Repeat nothing but the lines below running from the one containing "still authenticate requests." to the one containing "database insert fails.". Keep both end lines.

==*==

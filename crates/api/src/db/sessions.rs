//! Database operations for operator bearer sessions.
//!
//! Plaintext tokens never touch this table; callers hash them with
//! SHA-256 and both issuance and lookup work on the hex digest.

use chrono::{DateTime, Duration, Utc};
use rakuda_core::SessionId;
use serde::Serialize;
use sqlx::PgPool;

use super::RepositoryError;

/// An operator session, stored by token hash.
#[derive(Debug, Clone, Serialize, sqlx::FromRow)]
pub struct SecuritySession {
    /// Unique session ID.
    pub id: SessionId,
    /// SHA-256 hex digest of the bearer token.
    #[serde(skip_serializing)]
    pub token_hash: String,
    /// Operator-supplied label (workstation name, automation job).
    pub label: String,
    /// When the session was issued.
    pub created_at: DateTime<Utc>,
    /// When the session expires.
    pub expires_at: DateTime<Utc>,
    /// When the session was revoked, if it was.
    pub revoked_at: Option<DateTime<Utc>>,
    /// Last successful authentication with this session.
    pub last_seen_at: Option<DateTime<Utc>>,
}

impl SecuritySession {
    /// Whether the session can still authenticate requests.
    #[must_use]
    pub fn is_active(&self) -> bool {
        self.revoked_at.is_none() && self.expires_at > Utc::now()
    }
}

const SESSION_COLUMNS: &str =
    "id, token_hash, label, created_at, expires_at, revoked_at, last_seen_at";

/// Issue a session row for a token hash.
///
/// # Errors
///
/// Returns error if the database insert fails.
pub async fn create(
    pool: &PgPool,
    token_hash: &str,
    label: &str,
    ttl: Duration,
) -> Result<SecuritySession, RepositoryError> {
    let session = sqlx::query_as::<_, SecuritySession>(&format!(
        r"
        INSERT INTO security_sessions (token_hash, label, expires_at)
        VALUES ($1, $2, NOW() + make_interval(secs => $3))
        RETURNING {SESSION_COLUMNS}
        "
    ))
    .bind(token_hash)
    .bind(label)
    .bind(ttl.num_seconds())
    .fetch_one(pool)
    .await?;

    Ok(session)
}

/// Find a live session by token hash.
///
/// Expired and revoked sessions are not returned.
///
/// # Errors
///
/// Returns error if the database query fails.
pub async fn find_active_by_hash(
    pool: &PgPool,
    token_hash: &str,
) -> Result<Option<SecuritySession>, RepositoryError> {
    let session = sqlx::query_as::<_, SecuritySession>(&format!(
        r"
        SELECT {SESSION_COLUMNS}
        FROM security_sessions
        WHERE token_hash = $1 AND revoked_at IS NULL AND expires_at > NOW()
        "
    ))
    .bind(token_hash)
    .fetch_optional(pool)
    .await?;

    Ok(session)
}

/// Stamp a session's `last_seen_at`.
///
/// # Errors
///
/// Returns error if the database update fails.
pub async fn touch(pool: &PgPool, id: SessionId) -> Result<(), RepositoryError> {
    sqlx::query("UPDATE security_sessions SET last_seen_at = NOW() WHERE id = $1")
        .bind(id)
        .execute(pool)
        .await?;

    Ok(())
}

/// Revoke a session. Already-revoked sessions stay revoked at their
/// original timestamp.
///
/// # Errors
///
/// Returns `NotFound` if the session does not exist.
pub async fn revoke(pool: &PgPool, id: SessionId) -> Result<SecuritySession, RepositoryError> {
    let session = sqlx::query_as::<_, SecuritySession>(&format!(
        r"
        UPDATE security_sessions
        SET revoked_at = COALESCE(revoked_at, NOW())
        WHERE id = $1
        RETURNING {SESSION_COLUMNS}
        "
    ))
    .bind(id)
    .fetch_optional(pool)
    .await?;

    session.ok_or(RepositoryError::NotFound)
}

/// All sessions, newest first.
///
/// # Errors
///
/// Returns error if the database query fails.
pub async fn list(pool: &PgPool) -> Result<Vec<SecuritySession>, RepositoryError> {
    let sessions = sqlx::query_as::<_, SecuritySession>(&format!(
        r"
        SELECT {SESSION_COLUMNS}
        FROM security_sessions
        ORDER BY created_at DESC
        "
    ))
    .fetch_all(pool)
    .await?;

    Ok(sessions)
}

/// Delete sessions whose expiry has passed. Returns how many went.
///
/// # Errors
///
/// Returns error if the database delete fails.
pub async fn sweep_expired(pool: &PgPool) -> Result<u64, RepositoryError> {
    let result = sqlx::query("DELETE FROM security_sessions WHERE expires_at < NOW()")
        .execute(pool)
        .await?;

    Ok(result.rows_affected())
}
//! eBay sell-API client with in-memory token caching.

use std::sync::Arc;
use std::time::Duration;

use rust_decimal::Decimal;
use secrecy::{ExposeSecret, SecretString};
use serde::Deserialize;
use serde_json::json;
use tokio::sync::RwLock;
use tracing::{debug, instrument};

use super::EbayError;
use super::auth::{EbayToken, mint_token};

use crate::config::EbayConfig;

/// Client for the eBay sell APIs.
///
/// Tokens are minted lazily on first use and re-minted shortly before
/// they expire; concurrent callers share one token.
#[derive(Clone)]
pub struct EbayClient {
    inner: Arc<EbayClientInner>,
}

struct EbayClientInner {
    http: reqwest::Client,
    api_base: String,
    client_id: String,
    client_secret: SecretString,
    /// In-memory token cache
    token: RwLock<Option<EbayToken>>,
}

#[derive(Debug, Deserialize)]
struct BulkPriceResponse {
    #[serde(default)]
    responses: Vec<OfferPriceResponse>,
}

#[derive(Debug, Deserialize)]
struct OfferPriceResponse {
    #[serde(rename = "statusCode")]
    status_code: u16,
    #[serde(rename = "offerId", default)]
    offer_id: Option<String>,
    #[serde(default)]
    errors: Vec<ApiErrorBody>,
}

#[derive(Debug, Deserialize)]
struct ApiErrorBody {
    #[serde(default)]
    message: Option<String>,
}

impl EbayClient {
    /// Create a client from the eBay configuration.
    ///
    /// # Panics
    ///
    /// Panics if the HTTP client cannot be created. This should never happen
    /// under normal circumstances as we use standard TLS configuration.
    #[must_use]
    pub fn new(config: &EbayConfig) -> Self {
        let http = reqwest::Client::builder()
            .timeout(Duration::from_secs(30))
            .build()
            .expect("Failed to create HTTP client");

        Self {
            inner: Arc::new(EbayClientInner {
                http,
                api_base: config.api_base.trim_end_matches('/').to_string(),
                client_id: config.client_id.clone(),
                client_secret: config.client_secret.clone(),
                token: RwLock::new(None),
            }),
        }
    }

    /// Push a revised price to a live offer.
    ///
    /// # Errors
    ///
    /// Returns [`EbayError::Api`] if eBay rejects the revision,
    /// `RateLimited` on 429, `Http` on transport failures.
    #[instrument(skip(self), fields(offer_id = %offer_id, sku = %sku, price = %price_usd))]
    pub async fn revise_listing_price(
        &self,
        offer_id: &str,
        sku: &str,
        price_usd: Decimal,
    ) -> Result<(), EbayError> {
        let bearer = self.bearer().await?;

        let body = json!({
            "requests": [{
                "sku": sku,
                "offers": [{
                    "offerId": offer_id,
                    "price": { "currency": "USD", "value": price_usd.to_string() },
                }],
            }],
        });

        let response = self
            .inner
            .http
            .post(format!(
                "{}/sell/inventory/v1/bulk_update_price_quantity",
                self.inner.api_base
            ))
            .bearer_auth(bearer.expose_secret())
            .json(&body)
            .send()
            .await?;

        let response = Self::check_rate_limit(response)?;
        let status = response.status();
        if !status.is_success() {
            let body = response.text().await.unwrap_or_default();
            return Err(EbayError::Api {
                status: status.as_u16(),
                message: body.chars().take(300).collect(),
            });
        }

        // Bulk endpoints answer 200 with per-offer statuses.
        let parsed: BulkPriceResponse = response.json().await?;
        for offer in &parsed.responses {
            if offer.status_code >= 400 {
                let message = offer
                    .errors
                    .iter()
                    .filter_map(|e| e.message.as_deref())
                    .collect::<Vec<_>>()
                    .join("; ");
                return Err(EbayError::Api {
                    status: offer.status_code,
                    message: if message.is_empty() {
                        format!(
                            "offer {} rejected",
                            offer.offer_id.as_deref().unwrap_or(offer_id)
                        )
                    } else {
                        message
                    },
                });
            }
        }

        debug!("price revision accepted");
        Ok(())
    }

    /// Send a message to the buyer of an order.
    ///
    /// # Errors
    ///
    /// Returns [`EbayError::Api`] if eBay rejects the message,
    /// `RateLimited` on 429, `Http` on transport failures.
    #[instrument(skip(self, body), fields(order_id = %order_external_id))]
    pub async fn send_buyer_message(
        &self,
        order_external_id: &str,
        subject: &str,
        body: &str,
    ) -> Result<(), EbayError> {
        let bearer = self.bearer().await?;

        let response = self
            .inner
            .http
            .post(format!(
                "{}/sell/fulfillment/v1/order/{order_external_id}/send_message",
                self.inner.api_base
            ))
            .bearer_auth(bearer.expose_secret())
            .json(&json!({ "subject": subject, "body": body }))
            .send()
            .await?;

        let response = Self::check_rate_limit(response)?;
        let status = response.status();
        if !status.is_success() {
            let body = response.text().await.unwrap_or_default();
            return Err(EbayError::Api {
                status: status.as_u16(),
                message: body.chars().take(300).collect(),
            });
        }

        debug!("buyer message accepted");
        Ok(())
    }

    /// A valid bearer token, minting a new one if the cached token is
    /// missing or about to expire.
    async fn bearer(&self) -> Result<SecretString, EbayError> {
        {
            let guard = self.inner.token.read().await;
            if let Some(token) = guard.as_ref()
                && !token.is_expired()
            {
                return Ok(token.access_token.clone());
            }
        }

        let mut guard = self.inner.token.write().await;
        // Another caller may have minted while we waited for the lock.
        if let Some(token) = guard.as_ref()
            && !token.is_expired()
        {
            return Ok(token.access_token.clone());
        }

        let token = mint_token(
            &self.inner.http,
            &self.inner.api_base,
            &self.inner.client_id,
            &self.inner.client_secret,
        )
        .await?;
        let access = token.access_token.clone();
        *guard = Some(token);
        Ok(access)
    }

    fn check_rate_limit(response: reqwest::Response) -> Result<reqwest::Response, EbayError> {
        if response.status() == reqwest::StatusCode::TOO_MANY_REQUESTS {
            let retry_after = response
                .headers()
                .get("Retry-After")
                .and_then(|v| v.to_str().ok())
                .and_then(|s| s.parse::<u64>().ok())
                .unwrap_or(1);
            return Err(EbayError::RateLimited(retry_after));
        }
        Ok(response)
    }
}

impl std::fmt::Debug for EbayClient {
    fn fmt(&self, f: &mut std::fmt::Formatter<'_>) -> std::fmt::Result {
        f.debug_struct("EbayClient")
            .field("api_base", &self.inner.api_base)
            .field("client_id", &self.inner.client_id)
            .field("client_secret", &"[REDACTED]")
            .finish_non_exhaustive()
    }
}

==*==

◆ Answer for this exercise:
    /// Whether the session can still authenticate requests.
    #[must_use]
    pub fn is_active(&self) -> bool {
        self.revoked_at.is_none() && self.expires_at > Utc::now()
    }
}

const SESSION_COLUMNS: &str =
    "id, token_hash, label, created_at, expires_at, revoked_at, last_seen_at";

/// Issue a session row for a token hash.
///
/// # Errors
///
/// Returns error if the database insert fails.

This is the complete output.